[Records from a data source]
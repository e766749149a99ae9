use crate::handlers::{
    bad_request, claims_user_id, find_owned_project, internal_error, not_found, ApiError,
};
use crate::middleware::auth::auth_middleware;
use crate::models::auth::Claims;
use crate::models::project::{is_allowed_style, Project, ProjectStatus};
use crate::models::scene::{Scene, SceneStatus};
use crate::services::pipeline;
use crate::AppState;
use axum::{
    extract::{Extension, Path},
    http::StatusCode,
    response::Json,
    routing::{get, post, Router},
};
use serde::Deserialize;
use serde_json::json;
use std::sync::Arc;
use uuid::Uuid;

const MIN_SCRIPT_LENGTH: usize = 100;
const DEFAULT_TARGET_MINUTES: i32 = 40;
const DEFAULT_STYLE: &str = "2D_flat";

pub fn generation_routes() -> Router {
    Router::new()
        .route("/api/auto-video/generate", post(generate_video))
        .route("/api/auto-video/status/:project_id", get(generation_status))
        .route(
            "/api/auto-video/preview/:project_id/:scene_number",
            get(scene_preview),
        )
        .layer(axum::middleware::from_fn(auth_middleware))
}

#[derive(Debug, Deserialize)]
pub struct GenerateVideoRequest {
    pub script_text: String,
    pub title: Option<String>,
    pub description: Option<String>,
    pub style: Option<String>,
    pub target_length_minutes: Option<i32>,
}

/// Kick off the full script-to-video workflow. Creates a `processing`
/// project, responds 202 immediately, and runs the pipeline in the
/// background.
async fn generate_video(
    Extension(state): Extension<Arc<AppState>>,
    Extension(claims): Extension<Claims>,
    Json(payload): Json<GenerateVideoRequest>,
) -> Result<(StatusCode, Json<serde_json::Value>), ApiError> {
    let user_id = claims_user_id(&claims)?;

    if payload.script_text.len() < MIN_SCRIPT_LENGTH {
        return Err(bad_request(format!(
            "Script text must be at least {} characters",
            MIN_SCRIPT_LENGTH
        )));
    }

    let style = payload.style.unwrap_or_else(|| DEFAULT_STYLE.to_string());
    if !is_allowed_style(&style) {
        return Err(bad_request("Unsupported animation style"));
    }

    let target_length_minutes = payload
        .target_length_minutes
        .unwrap_or(DEFAULT_TARGET_MINUTES);
    if !(1..=120).contains(&target_length_minutes) {
        return Err(bad_request("Target length must be between 1 and 120 minutes"));
    }

    let title = payload
        .title
        .filter(|t| !t.trim().is_empty())
        .unwrap_or_else(|| "Auto-Generated Video".to_string());

    let project = sqlx::query_as::<_, Project>(
        "INSERT INTO projects (user_id, title, description, prompt_text,
                               target_length_minutes, style, status)
         VALUES ($1, $2, $3, $4, $5, $6, $7)
         RETURNING *",
    )
    .bind(user_id)
    .bind(&title)
    .bind(&payload.description)
    .bind(&payload.script_text)
    .bind(target_length_minutes)
    .bind(&style)
    .bind(ProjectStatus::Processing.as_str())
    .fetch_one(&state.db_pool)
    .await
    .map_err(|e| {
        tracing::error!("Error creating auto-video project: {}", e);
        internal_error()
    })?;

    tracing::info!(project_id = %project.id, "Auto-video generation accepted");

    pipeline::spawn_video_generation(state.clone(), project.id);

    Ok((
        StatusCode::ACCEPTED,
        Json(json!({
            "project_id": project.id,
            "status": project.status,
            "message": "Video generation started",
            "workflow": [
                "script_analysis",
                "character_generation",
                "scene_generation",
                "scene_rendering",
                "final_assembly",
            ],
            "estimated_credits": pipeline::credit_cost(target_length_minutes),
            "estimated_time_minutes": estimated_generation_minutes(target_length_minutes),
        })),
    ))
}

async fn generation_status(
    Extension(state): Extension<Arc<AppState>>,
    Extension(claims): Extension<Claims>,
    Path(project_id): Path<Uuid>,
) -> Result<Json<serde_json::Value>, ApiError> {
    let user_id = claims_user_id(&claims)?;
    let project = find_owned_project(&state, project_id, user_id).await?;

    let scenes: Vec<(i32, String)> = sqlx::query_as(
        "SELECT scene_number, status FROM scenes
         WHERE project_id = $1 ORDER BY scene_number ASC",
    )
    .bind(project_id)
    .fetch_all(&state.db_pool)
    .await
    .map_err(|e| {
        tracing::error!("Error loading scene statuses: {}", e);
        internal_error()
    })?;

    let character_count: i64 =
        sqlx::query_scalar("SELECT COUNT(*) FROM characters WHERE project_id = $1")
            .bind(project_id)
            .fetch_one(&state.db_pool)
            .await
            .map_err(|e| {
                tracing::error!("Error counting characters: {}", e);
                internal_error()
            })?;

    let total_scenes = scenes.len() as i64;
    let completed_scenes = scenes
        .iter()
        .filter(|(_, status)| status == SceneStatus::Completed.as_str())
        .count() as i64;

    let status = ProjectStatus::parse(&project.status).unwrap_or(ProjectStatus::Draft);
    let progress = compute_progress(status, total_scenes, completed_scenes);

    let scene_statuses: Vec<serde_json::Value> = scenes
        .iter()
        .map(|(number, status)| json!({ "scene_number": number, "status": status }))
        .collect();

    Ok(Json(json!({
        "project_id": project.id,
        "status": project.status,
        "progress": progress,
        "character_count": character_count,
        "total_scenes": total_scenes,
        "completed_scenes": completed_scenes,
        "scenes": scene_statuses,
        "final_video_url": project.final_video_url,
        "thumbnail_url": project.thumbnail_url,
    })))
}

async fn scene_preview(
    Extension(state): Extension<Arc<AppState>>,
    Extension(claims): Extension<Claims>,
    Path((project_id, scene_number)): Path<(Uuid, i32)>,
) -> Result<Json<serde_json::Value>, ApiError> {
    let user_id = claims_user_id(&claims)?;
    find_owned_project(&state, project_id, user_id).await?;

    let scene = sqlx::query_as::<_, Scene>(
        "SELECT * FROM scenes WHERE project_id = $1 AND scene_number = $2",
    )
    .bind(project_id)
    .bind(scene_number)
    .fetch_optional(&state.db_pool)
    .await
    .map_err(|e| {
        tracing::error!("Error loading scene preview: {}", e);
        internal_error()
    })?
    .ok_or_else(|| not_found("Scene not found"))?;

    Ok(Json(json!({
        "scene_id": scene.id,
        "project_id": scene.project_id,
        "scene_number": scene.scene_number,
        "title": scene.title,
        "description": scene.description,
        "status": scene.status,
        "duration_seconds": scene.duration_seconds(),
        "storyboard_url": scene.storyboard_url,
        "dialogue": pipeline::parse_dialogue(scene.dialogue_text.as_deref()),
        "metadata": scene.metadata,
    })))
}

/// Rough wall-clock estimate shown to the caller: analysis plus roughly a
/// minute of rendering per two minutes of output.
fn estimated_generation_minutes(target_length_minutes: i32) -> i32 {
    2 + target_length_minutes / 2
}

/// Progress percentage for a generation run: analysis and setup account for
/// the first 20%, per-scene rendering for the next 60%, final assembly for
/// the rest.
fn compute_progress(status: ProjectStatus, total_scenes: i64, completed_scenes: i64) -> u8 {
    match status {
        ProjectStatus::Draft | ProjectStatus::Failed => 0,
        ProjectStatus::Completed => 100,
        ProjectStatus::Processing => {
            if total_scenes == 0 {
                20
            } else {
                let rendered = (completed_scenes as f64 / total_scenes as f64) * 60.0;
                (20.0 + rendered).round() as u8
            }
        }
    }
}

#[cfg(test)]
mod tests {
    use super::*;

    #[test]
    fn draft_projects_report_zero_progress() {
        assert_eq!(compute_progress(ProjectStatus::Draft, 0, 0), 0);
        assert_eq!(compute_progress(ProjectStatus::Draft, 5, 5), 0);
    }

    #[test]
    fn processing_starts_at_twenty_percent() {
        assert_eq!(compute_progress(ProjectStatus::Processing, 0, 0), 20);
        assert_eq!(compute_progress(ProjectStatus::Processing, 10, 0), 20);
    }

    #[test]
    fn progress_scales_with_completed_scenes() {
        assert_eq!(compute_progress(ProjectStatus::Processing, 10, 5), 50);
        assert_eq!(compute_progress(ProjectStatus::Processing, 10, 10), 80);
        assert_eq!(compute_progress(ProjectStatus::Processing, 3, 1), 40);
    }

    #[test]
    fn completed_projects_are_always_one_hundred() {
        assert_eq!(compute_progress(ProjectStatus::Completed, 0, 0), 100);
        assert_eq!(compute_progress(ProjectStatus::Completed, 10, 3), 100);
    }

    #[test]
    fn failed_projects_report_zero_progress() {
        assert_eq!(compute_progress(ProjectStatus::Failed, 0, 0), 0);
        assert_eq!(compute_progress(ProjectStatus::Failed, 10, 5), 0);
        assert_eq!(compute_progress(ProjectStatus::Failed, 10, 10), 0);
    }

    #[test]
    fn time_estimate_grows_with_target_length() {
        assert_eq!(estimated_generation_minutes(1), 2);
        assert_eq!(estimated_generation_minutes(40), 22);
        assert_eq!(estimated_generation_minutes(120), 62);
    }
}
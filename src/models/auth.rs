use chrono::{DateTime, Utc};
use serde::{Deserialize, Serialize};
use sqlx::FromRow;
use uuid::Uuid;

#[derive(Debug, Serialize, Deserialize, FromRow)]
pub struct User {
    pub id: Uuid,
    pub email: String,
    pub password_hash: String,
    pub name: String,
    pub subscription_tier: String,
    pub credits_balance: i32,
    pub created_at: DateTime<Utc>,
    pub updated_at: DateTime<Utc>,
}

#[derive(Debug, Serialize)]
pub struct UserResponse {
    pub user_id: Uuid,
    pub email: String,
    pub name: String,
    pub subscription_tier: String,
    pub credits_balance: i32,
    pub created_at: DateTime<Utc>,
}

impl From<User> for UserResponse {
    fn from(user: User) -> Self {
        UserResponse {
            user_id: user.id,
            email: user.email,
            name: user.name,
            subscription_tier: user.subscription_tier,
            credits_balance: user.credits_balance,
            created_at: user.created_at,
        }
    }
}

#[derive(Debug, Deserialize)]
pub struct RegisterRequest {
    pub email: String,
    pub password: String,
    pub name: String,
}

#[derive(Debug, Deserialize)]
pub struct LoginRequest {
    pub email: String,
    pub password: String,
}

#[derive(Debug, Serialize)]
pub struct LoginResponse {
    pub token: String,
    pub expires_in: u64,
    pub user: UserResponse,
}

#[derive(Debug, Serialize)]
pub struct ErrorResponse {
    pub success: bool,
    pub message: String,
}

impl ErrorResponse {
    pub fn new(message: impl Into<String>) -> Self {
        Self {
            success: false,
            message: message.into(),
        }
    }
}

/// JWT claims carried in every authenticated request.
#[derive(Debug, Clone, Serialize, Deserialize)]
pub struct Claims {
    pub sub: String, // user id
    pub email: String,
    pub name: String,
    pub exp: usize,
    pub iat: usize,
}

impl Claims {
    pub fn user_id(&self) -> Result<Uuid, uuid::Error> {
        Uuid::parse_str(&self.sub)
    }
}
// src/services/script_analysis.rs
//! Script analysis: breaks a raw script into characters and timed scenes.
//! Uses OpenAI when configured, with a deterministic fallback breakdown so
//! the pipeline always has something to render.

use crate::openai_client::OpenAiClient;
use serde::{Deserialize, Serialize};

#[derive(Debug, Clone, Serialize, Deserialize)]
#[serde(rename_all = "camelCase")]
pub struct ScriptAnalysis {
    pub theme: String,
    pub mood: String,
    pub total_duration: u32,
    pub characters: Vec<AnalyzedCharacter>,
    pub scenes: Vec<AnalyzedScene>,
}

#[derive(Debug, Clone, Serialize, Deserialize)]
#[serde(rename_all = "camelCase")]
pub struct AnalyzedCharacter {
    pub name: String,
    pub role: String,
    pub personality: String,
    pub appearance: String,
    pub voice_type: String,
}

#[derive(Debug, Clone, Serialize, Deserialize)]
#[serde(rename_all = "camelCase")]
pub struct AnalyzedScene {
    pub scene_number: u32,
    pub title: String,
    pub description: String,
    pub duration: u32,
    pub dialogue: Vec<DialogueLine>,
    pub visual_elements: Vec<String>,
    pub background_music: String,
    pub camera_angles: Vec<String>,
}

#[derive(Debug, Clone, Serialize, Deserialize)]
pub struct DialogueLine {
    pub character: String,
    pub text: String,
    pub emotion: String,
}

/// Analyze a script, targeting `target_length_minutes` of video in `style`.
/// Never fails: provider errors fall back to a basic breakdown.
pub async fn analyze_script(
    client: Option<&OpenAiClient>,
    script_text: &str,
    target_length_minutes: u32,
    style: &str,
) -> ScriptAnalysis {
    tracing::info!(
        script_length = script_text.len(),
        target_length_minutes,
        style,
        "Analyzing script"
    );

    let Some(client) = client else {
        tracing::warn!("OpenAI client not configured, using fallback analysis");
        return fallback_analysis(script_text, target_length_minutes);
    };

    let prompt = build_analysis_prompt(script_text, target_length_minutes, style);
    let system = "You are an expert video production AI that outputs only valid JSON.";

    match client.json_completion(system, &prompt).await {
        Ok(content) => match serde_json::from_str::<ScriptAnalysis>(&content) {
            Ok(analysis) => {
                tracing::info!(
                    character_count = analysis.characters.len(),
                    scene_count = analysis.scenes.len(),
                    total_duration = analysis.total_duration,
                    "Script analysis complete"
                );
                analysis
            }
            Err(e) => {
                tracing::error!("Failed to parse script analysis JSON: {}", e);
                fallback_analysis(script_text, target_length_minutes)
            }
        },
        Err(e) => {
            tracing::error!("Script analysis request failed: {}", e);
            fallback_analysis(script_text, target_length_minutes)
        }
    }
}

fn build_analysis_prompt(script_text: &str, target_length_minutes: u32, style: &str) -> String {
    let target_seconds = target_length_minutes * 60;
    format!(
        r#"You are an expert AI script analyzer and video production assistant. Analyze the following script and create a detailed breakdown for a {target_length_minutes}-minute animated video in {style} style.

Script:
"""
{script_text}
"""

Your task:
1. Identify all main characters with detailed descriptions
2. Break the script into scenes that total approximately {target_seconds} seconds ({target_length_minutes} minutes)
3. For each scene, provide scene number and title, a detailed description, duration in seconds (durations must add up to {target_seconds} seconds), complete dialogue with character names and emotions, visual elements, background music suggestions, and camera angles
4. Each scene should be 30-120 seconds long

Respond ONLY with valid JSON in this exact format:
{{
  "theme": "overall theme",
  "mood": "overall mood",
  "totalDuration": {target_seconds},
  "characters": [
    {{
      "name": "Character Name",
      "role": "protagonist/antagonist/supporting",
      "personality": "brief personality description",
      "appearance": "detailed visual description for {style} style",
      "voiceType": "voice characteristics (deep/soft/energetic/etc)"
    }}
  ],
  "scenes": [
    {{
      "sceneNumber": 1,
      "title": "Scene Title",
      "description": "What happens in this scene",
      "duration": 45,
      "dialogue": [
        {{
          "character": "Character Name",
          "text": "What they say",
          "emotion": "happy/sad/angry/neutral/excited/etc"
        }}
      ],
      "visualElements": ["element1", "element2"],
      "backgroundMusic": "music mood/type",
      "cameraAngles": ["wide shot", "close up"]
    }}
  ]
}}"#
    )
}

/// Basic breakdown used when the AI provider is unavailable: the script is
/// split evenly over max(target/2, 5) narrated scenes.
pub fn fallback_analysis(script_text: &str, target_length_minutes: u32) -> ScriptAnalysis {
    let target_seconds = target_length_minutes * 60;
    let scene_count = (target_length_minutes / 2).max(5);
    let scene_duration = target_seconds / scene_count;

    let words: Vec<&str> = script_text.split_whitespace().collect();
    let words_per_scene = (words.len() / scene_count as usize).max(1);

    let scenes = (0..scene_count)
        .map(|i| {
            let start = (i as usize * words_per_scene).min(words.len());
            let end = ((i as usize + 1) * words_per_scene).min(words.len());
            let chunk = words[start..end].join(" ");

            AnalyzedScene {
                scene_number: i + 1,
                title: format!("Scene {}", i + 1),
                description: truncate(&chunk, 200),
                duration: scene_duration,
                dialogue: vec![DialogueLine {
                    character: "Narrator".to_string(),
                    text: truncate(&chunk, 300),
                    emotion: "neutral".to_string(),
                }],
                visual_elements: vec![
                    "Background scene".to_string(),
                    "Character animation".to_string(),
                ],
                background_music: "ambient".to_string(),
                camera_angles: vec!["medium shot".to_string()],
            }
        })
        .collect();

    ScriptAnalysis {
        theme: "Story".to_string(),
        mood: "narrative".to_string(),
        total_duration: target_seconds,
        characters: vec![AnalyzedCharacter {
            name: "Narrator".to_string(),
            role: "narrator".to_string(),
            personality: "Storytelling".to_string(),
            appearance: "Professional presenter".to_string(),
            voice_type: "clear and articulate".to_string(),
        }],
        scenes,
    }
}

fn truncate(text: &str, max_chars: usize) -> String {
    text.chars().take(max_chars).collect()
}

#[cfg(test)]
mod tests {
    use super::*;

    fn sample_script(words: usize) -> String {
        (0..words)
            .map(|i| format!("word{}", i))
            .collect::<Vec<_>>()
            .join(" ")
    }

    #[test]
    fn fallback_produces_at_least_five_scenes() {
        let analysis = fallback_analysis(&sample_script(50), 1);
        assert_eq!(analysis.scenes.len(), 5);
        assert_eq!(analysis.total_duration, 60);
    }

    #[test]
    fn fallback_scene_count_scales_with_target_length() {
        let analysis = fallback_analysis(&sample_script(2000), 40);
        assert_eq!(analysis.scenes.len(), 20);
        assert_eq!(analysis.total_duration, 2400);
        // Even split: every scene carries the same duration.
        assert!(analysis.scenes.iter().all(|s| s.duration == 120));
    }

    #[test]
    fn fallback_numbers_scenes_sequentially() {
        let analysis = fallback_analysis(&sample_script(500), 10);
        let numbers: Vec<u32> = analysis.scenes.iter().map(|s| s.scene_number).collect();
        assert_eq!(numbers, (1..=5).collect::<Vec<_>>());
    }

    #[test]
    fn fallback_always_has_a_narrator() {
        let analysis = fallback_analysis("a short script", 2);
        assert_eq!(analysis.characters.len(), 1);
        assert_eq!(analysis.characters[0].name, "Narrator");
        for scene in &analysis.scenes {
            assert_eq!(scene.dialogue[0].character, "Narrator");
        }
    }

    #[test]
    fn fallback_truncates_descriptions() {
        let analysis = fallback_analysis(&sample_script(5000), 2);
        for scene in &analysis.scenes {
            assert!(scene.description.chars().count() <= 200);
            assert!(scene.dialogue[0].text.chars().count() <= 300);
        }
    }

    #[test]
    fn analysis_json_uses_camel_case_field_names() {
        let analysis = fallback_analysis("some script text here", 2);
        let json = serde_json::to_value(&analysis).unwrap();
        assert!(json.get("totalDuration").is_some());
        let scene = &json["scenes"][0];
        assert!(scene.get("sceneNumber").is_some());
        assert!(scene.get("visualElements").is_some());
        assert!(scene.get("backgroundMusic").is_some());
    }
}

### [Action item]
Every line above that includes the word "role" must appear in the answer.

### [Expected answer]
    pub role: String,
      "role": "protagonist/antagonist/supporting",
            role: "narrator".to_string(),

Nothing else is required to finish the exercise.